Is Excelcare At Newark Llc Safe?

Based on CMS inspection data, EXCELCARE AT NEWARK LLC has a clean safety record: no substantiated abuse findings (meaning no confirmed cases of resident harm), no Immediate Jeopardy citations (the most serious violation level indicating risk of serious injury or death), and is not on the Special Focus Facility watch list (a federal program monitoring the lowest-performing 1% of nursing homes). The facility has a 4-star overall rating and ranks #1 of 100 nursing homes in Delaware. While no facility is perfect, families should still ask about staff-to-resident ratios and recent inspection results during their visit.

Do Nurses at Excelcare At Newark Llc Stick Around?

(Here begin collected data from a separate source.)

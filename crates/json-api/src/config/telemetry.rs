//! Telemetry Config

use clap::Args;

/// Log output format.
#[derive(Clone, Copy, Debug, clap::ValueEnum)]
pub enum LogFormat {
    /// Compact, human-readable logs.
    Compact,

    /// Structured JSON logs carrying the enclosing cascade and claim spans.
    Json,
}

/// Logging, trace export and slow request settings.
#[derive(Debug, Args)]
pub struct TelemetryConfig {
    /// Level for the reprieve crates. Other crates log at `warn`. `RUST_LOG` overrides both.
    #[arg(short, long, env = "LOG_LEVEL", default_value = "info")]
    pub log_level: String,

    /// Log format (compact, json)
    #[arg(long, env = "LOG_FORMAT", value_enum, default_value_t = LogFormat::Compact)]
    pub log_format: LogFormat,

    /// Export spans over OTLP gRPC.
    #[arg(long, env = "OTEL_ENABLED", default_value_t = false)]
    pub otel_enabled: bool,

    /// OTLP gRPC endpoint for span export.
    #[arg(
        long,
        env = "OTEL_EXPORTER_OTLP_ENDPOINT",
        default_value = "http://localhost:4317"
    )]
    pub otlp_endpoint: String,

    /// Share of root traces to sample, in range [0.0, 1.0].
    #[arg(long, env = "OTEL_TRACES_SAMPLER_ARG", default_value_t = 1.0_f64)]
    pub trace_sample_ratio: f64,

    /// Continue traces named by an incoming `traceparent` header. Needs export enabled.
    #[arg(long, env = "TRACE_PARENT_PROPAGATION", default_value_t = false)]
    pub trace_parent_propagation: bool,

    /// Requests slower than this are logged as warnings.
    #[arg(long, env = "SLOW_REQUEST_THRESHOLD_MS", default_value_t = 1_000_u64)]
    pub slow_request_threshold_ms: u64,
}
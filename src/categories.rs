//! Item categories and the per-category weight and impact heuristics used to size
//! donation offers.

use std::{fmt, str::FromStr};

use rust_decimal::Decimal;
use rustc_hash::FxHashMap;
use serde::{Deserialize, Serialize};
use thiserror::Error;

/// Item category.
#[derive(Debug, Clone, Copy, PartialEq, Eq, Hash, Serialize, Deserialize)]
#[serde(rename_all = "snake_case")]
pub enum Category {
    /// Milk, cheese, yoghurt.
    Dairy,

    /// Fruit and vegetables.
    Produce,

    /// Bread and pastries.
    Bakery,

    /// Meat.
    Meat,

    /// Fish and shellfish.
    Seafood,

    /// Deli counter goods.
    Deli,

    /// Anything else.
    Other,
}

impl Category {
    /// Storage name.
    #[must_use]
    pub const fn as_str(self) -> &'static str {
        match self {
            Self::Dairy => "dairy",
            Self::Produce => "produce",
            Self::Bakery => "bakery",
            Self::Meat => "meat",
            Self::Seafood => "seafood",
            Self::Deli => "deli",
            Self::Other => "other",
        }
    }
}

/// Unrecognised category name.
#[derive(Debug, Clone, PartialEq, Eq, Error)]
#[error("unknown category \"{0}\"")]
pub struct UnknownCategory(pub String);

impl FromStr for Category {
    type Err = UnknownCategory;

    fn from_str(s: &str) -> Result<Self, Self::Err> {
        match s {
            "dairy" => Ok(Self::Dairy),
            "produce" => Ok(Self::Produce),
            "bakery" => Ok(Self::Bakery),
            "meat" => Ok(Self::Meat),
            "seafood" => Ok(Self::Seafood),
            "deli" => Ok(Self::Deli),
            "other" => Ok(Self::Other),
            other => Err(UnknownCategory(other.to_string())),
        }
    }
}

impl fmt::Display for Category {
    fn fmt(&self, f: &mut fmt::Formatter<'_>) -> fmt::Result {
        f.write_str(self.as_str())
    }
}

/// Errors raised while sizing an offer.
#[derive(Debug, Clone, PartialEq, Eq, Error)]
pub enum TotalsError {
    /// A total did not fit its representation.
    #[error("offer {0} overflowed")]
    Overflow(&'static str),
}

/// Per-unit estimates for one category.
#[derive(Debug, Clone, Copy, PartialEq, Eq)]
pub struct UnitHeuristic {
    /// Weight of one unit, in kilograms.
    pub weight_kg: Decimal,

    /// CO2-equivalent kept out of landfill by rescuing one unit, in kilograms.
    pub impact_kg: Decimal,
}

/// Derived totals recorded on a rescue request when it is created.
#[derive(Debug, Clone, Copy, PartialEq, Eq)]
pub struct OfferTotals {
    /// Estimated weight of the offered stock.
    pub total_weight_kg: Decimal,

    /// Base-price value of the offered stock, in minor units.
    pub total_value: u64,

    /// Estimated CO2-equivalent saved.
    pub estimated_impact_kg: Decimal,
}

/// Lookup table of per-unit heuristics keyed by category.
///
/// Categories without an explicit entry fall back to the table's default unit.
#[derive(Debug, Clone, PartialEq)]
pub struct CategoryHeuristics {
    fallback: UnitHeuristic,
    by_category: FxHashMap<Category, UnitHeuristic>,
}

impl Default for CategoryHeuristics {
    /// Produce weighs half a kilogram a unit, everything else a kilogram, and every unit
    /// is credited with 2.5 kg CO2e.
    fn default() -> Self {
        let impact_kg = Decimal::new(25, 1);

        Self::new(UnitHeuristic {
            weight_kg: Decimal::ONE,
            impact_kg,
        })
        .with_category(
            Category::Produce,
            UnitHeuristic {
                weight_kg: Decimal::new(5, 1),
                impact_kg,
            },
        )
    }
}

impl CategoryHeuristics {
    /// Table where every category uses `fallback`.
    #[must_use]
    pub fn new(fallback: UnitHeuristic) -> Self {
        Self {
            fallback,
            by_category: FxHashMap::default(),
        }
    }

    /// Override the heuristic for one category.
    #[must_use]
    pub fn with_category(mut self, category: Category, unit: UnitHeuristic) -> Self {
        self.by_category.insert(category, unit);
        self
    }

    /// Heuristic applied to `category`.
    #[must_use]
    pub fn unit(&self, category: Category) -> UnitHeuristic {
        self.by_category
            .get(&category)
            .copied()
            .unwrap_or(self.fallback)
    }

    /// Size an offer of `quantity` units priced at `base_price` each.
    ///
    /// # Errors
    ///
    /// Returns [`TotalsError::Overflow`] if any total cannot be represented.
    pub fn totals(
        &self,
        category: Category,
        quantity: u32,
        base_price: u64,
    ) -> Result<OfferTotals, TotalsError> {
        let unit = self.unit(category);
        let units = Decimal::from(quantity);

        let total_value = base_price
            .checked_mul(u64::from(quantity))
            .ok_or(TotalsError::Overflow("value"))?;

        let total_weight_kg = unit
            .weight_kg
            .checked_mul(units)
            .ok_or(TotalsError::Overflow("weight"))?;

        let estimated_impact_kg = unit
            .impact_kg
            .checked_mul(units)
            .ok_or(TotalsError::Overflow("impact"))?;

        Ok(OfferTotals {
            total_weight_kg,
            total_value,
            estimated_impact_kg,
        })
    }
}
//! Per-request logging, request ids, and trace parent extraction.

mod ids;
mod parent_context;
mod routes;

use std::time::{Duration, Instant};

use salvo::{
    Request, handler,
    http::StatusCode,
    prelude::{Depot, FlowCtrl, Response},
};
use tracing::{Instrument as _, Span, error, info, warn};
use tracing_opentelemetry::OpenTelemetrySpanExt as _;

use super::{metrics, settings};

const REQUEST_ID_DEPOT_KEY: &str = "request_id";

/// Identifying details of a request, captured before the handler runs.
#[derive(Debug)]
struct RequestLog {
    request_id: String,
    method: String,
    path: String,
    route: String,
}

impl RequestLog {
    fn span(&self, remote_addr: &str) -> Span {
        tracing::info_span!(
            parent: None,
            "http.request",
            otel.name = %format!("{} {}", self.method, self.route),
            otel.kind = "server",
            request_id = %self.request_id,
            method = %self.method,
            path = %self.path,
            remote_addr = %remote_addr,
            status = tracing::field::Empty,
            duration_ms = tracing::field::Empty
        )
    }

    fn finish(&self, span: &Span, status: StatusCode, elapsed: Duration) {
        let duration_ms = elapsed.as_millis();
        let threshold_ms = u128::from(settings::slow_request_threshold_ms());

        metrics::observe_request(
            &self.method,
            &self.route,
            status.as_u16(),
            elapsed.as_secs_f64(),
        );

        span.record("status", status.as_u16());
        span.record("duration_ms", duration_ms);

        span.in_scope(|| {
            info!(status = status.as_u16(), duration_ms, "request.completed");

            if status.is_server_error() {
                error!(
                    status = status.as_u16(),
                    method = %self.method,
                    path = %self.path,
                    request_id = %self.request_id,
                    "server error response"
                );
            } else if status.is_client_error() {
                warn!(
                    status = status.as_u16(),
                    method = %self.method,
                    path = %self.path,
                    request_id = %self.request_id,
                    "client error response"
                );
            }

            if duration_ms > threshold_ms {
                warn!(
                    method = %self.method,
                    path = %self.path,
                    request_id = %self.request_id,
                    duration_ms,
                    threshold_ms,
                    "slow request detected"
                );
            }
        });
    }
}

#[handler]
pub(crate) async fn request_logging(
    req: &mut Request,
    depot: &mut Depot,
    res: &mut Response,
    ctrl: &mut FlowCtrl,
) {
    if req.uri().path() == "/metrics" {
        ctrl.call_next(req, depot, res).await;
        return;
    }

    let started = Instant::now();
    let path = req.uri().path().to_owned();

    let log = RequestLog {
        request_id: ids::resolve(req.header::<String>(ids::REQUEST_ID_HEADER)),
        method: req.method().to_string(),
        route: routes::route_label(&path),
        path,
    };

    depot.insert(REQUEST_ID_DEPOT_KEY, log.request_id.clone());
    ids::set_header(res, &log.request_id);

    let _in_flight = metrics::InFlightRequestGuard::track();
    let span = log.span(&req.remote_addr().to_string());

    if settings::trace_parent_propagation()
        && let Some(parent) = parent_context::extract_parent_context(req.headers())
        && let Err(source) = span.set_parent(parent)
    {
        warn!("failed to set parent context on request span: {source}");
    }

    ctrl.call_next(req, depot, res)
        .instrument(span.clone())
        .await;

    let status = res.status_code.unwrap_or(StatusCode::OK);

    log.finish(&span, status, started.elapsed());
}
//! Cascade Summary

use reprieve::CascadeStage;

/// Counts reported by one cascade run.
#[derive(Debug, Clone, Copy, Default, PartialEq, Eq)]
pub struct CascadeSummary {
    per_stage: [usize; 4],

    /// Candidates read from the inventory snapshot.
    pub items_scanned: usize,

    /// Candidates that reached a stage and were flagged.
    pub items_rescued: usize,

    /// Donation offers created.
    pub offers_created: usize,
}

impl CascadeSummary {
    #[must_use]
    pub fn scanned(items_scanned: usize) -> Self {
        Self {
            items_scanned,
            ..Self::default()
        }
    }

    /// Items that reached `stage` during the run.
    #[must_use]
    pub fn count(&self, stage: CascadeStage) -> usize {
        self.per_stage.get(stage.index()).copied().unwrap_or_default()
    }

    /// Every stage with its count, earliest stage first.
    pub fn per_stage(&self) -> impl Iterator<Item = (CascadeStage, usize)> + '_ {
        CascadeStage::ALL
            .into_iter()
            .map(|stage| (stage, self.count(stage)))
    }

    pub(crate) fn record(&mut self, stage: CascadeStage, created_offer: bool) {
        if let Some(count) = self.per_stage.get_mut(stage.index()) {
            *count += 1;
        }

        self.items_rescued += 1;

        if created_offer {
            self.offers_created += 1;
        }
    }
}

#[cfg(test)]
mod tests {
    use super::*;

    #[test]
    fn record_counts_stage_and_offers() {
        let mut summary = CascadeSummary::scanned(5);

        summary.record(CascadeStage::One, false);
        summary.record(CascadeStage::Three, true);
        summary.record(CascadeStage::Three, true);

        assert_eq!(summary.items_scanned, 5);
        assert_eq!(summary.items_rescued, 3);
        assert_eq!(summary.offers_created, 2);
        assert_eq!(summary.count(CascadeStage::One), 1);
        assert_eq!(summary.count(CascadeStage::Two), 0);
        assert_eq!(summary.count(CascadeStage::Three), 2);
    }

    #[test]
    fn per_stage_lists_every_stage_in_order() {
        let mut summary = CascadeSummary::default();

        summary.record(CascadeStage::Four, false);

        let stages: Vec<(CascadeStage, usize)> = summary.per_stage().collect();

        assert_eq!(
            stages,
            vec![
                (CascadeStage::One, 0),
                (CascadeStage::Two, 0),
                (CascadeStage::Three, 0),
                (CascadeStage::Four, 1),
            ]
        );
    }
}
use clap::{Args, Subcommand};

mod migrate;

#[derive(Debug, Args)]
pub(crate) struct DbCommand {
    #[command(subcommand)]
    command: DbSubcommand,
}

#[derive(Debug, Subcommand)]
enum DbSubcommand {
    /// Apply pending migrations
    Migrate(migrate::MigrateArgs),
}

pub(crate) async fn run(command: DbCommand) -> Result<(), String> {
    match command.command {
        DbSubcommand::Migrate(args) => migrate::run(args).await,
    }
}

EXCELCARE AT NEWARK LLC has a staff turnover rate of 40%, which is about average for Delaware nursing homes (state average: 46%). Moderate turnover is common in nursing homes, but families should still ask about staff tenure and how the facility maintains care continuity when employees leave.

Was Excelcare At Newark Llc Ever Fined?

EXCELCARE AT NEWARK LLC has been fined $29,309 across 2 penalty actions. This is below the Delaware average of $33,372. While any fine indicates a compliance issue, fines under $50,000 are relatively common and typically reflect isolated problems that were subsequently corrected. Families should ask what specific issues led to these fines and confirm they've been resolved.

Is Excelcare At Newark Llc on Any Federal Watch List?

EXCELCARE AT NEWARK LLC is not on any federal watch list. The most significant is the Special Focus Facility (SFF) program, which identifies the bottom 1% of nursing homes nationally based on persistent, serious quality problems. Not being on this list means the facility has avoided the pattern of deficiencies that triggers enhanced federal oversight. This is a positive indicator, though families should still review the facility's inspection history directly.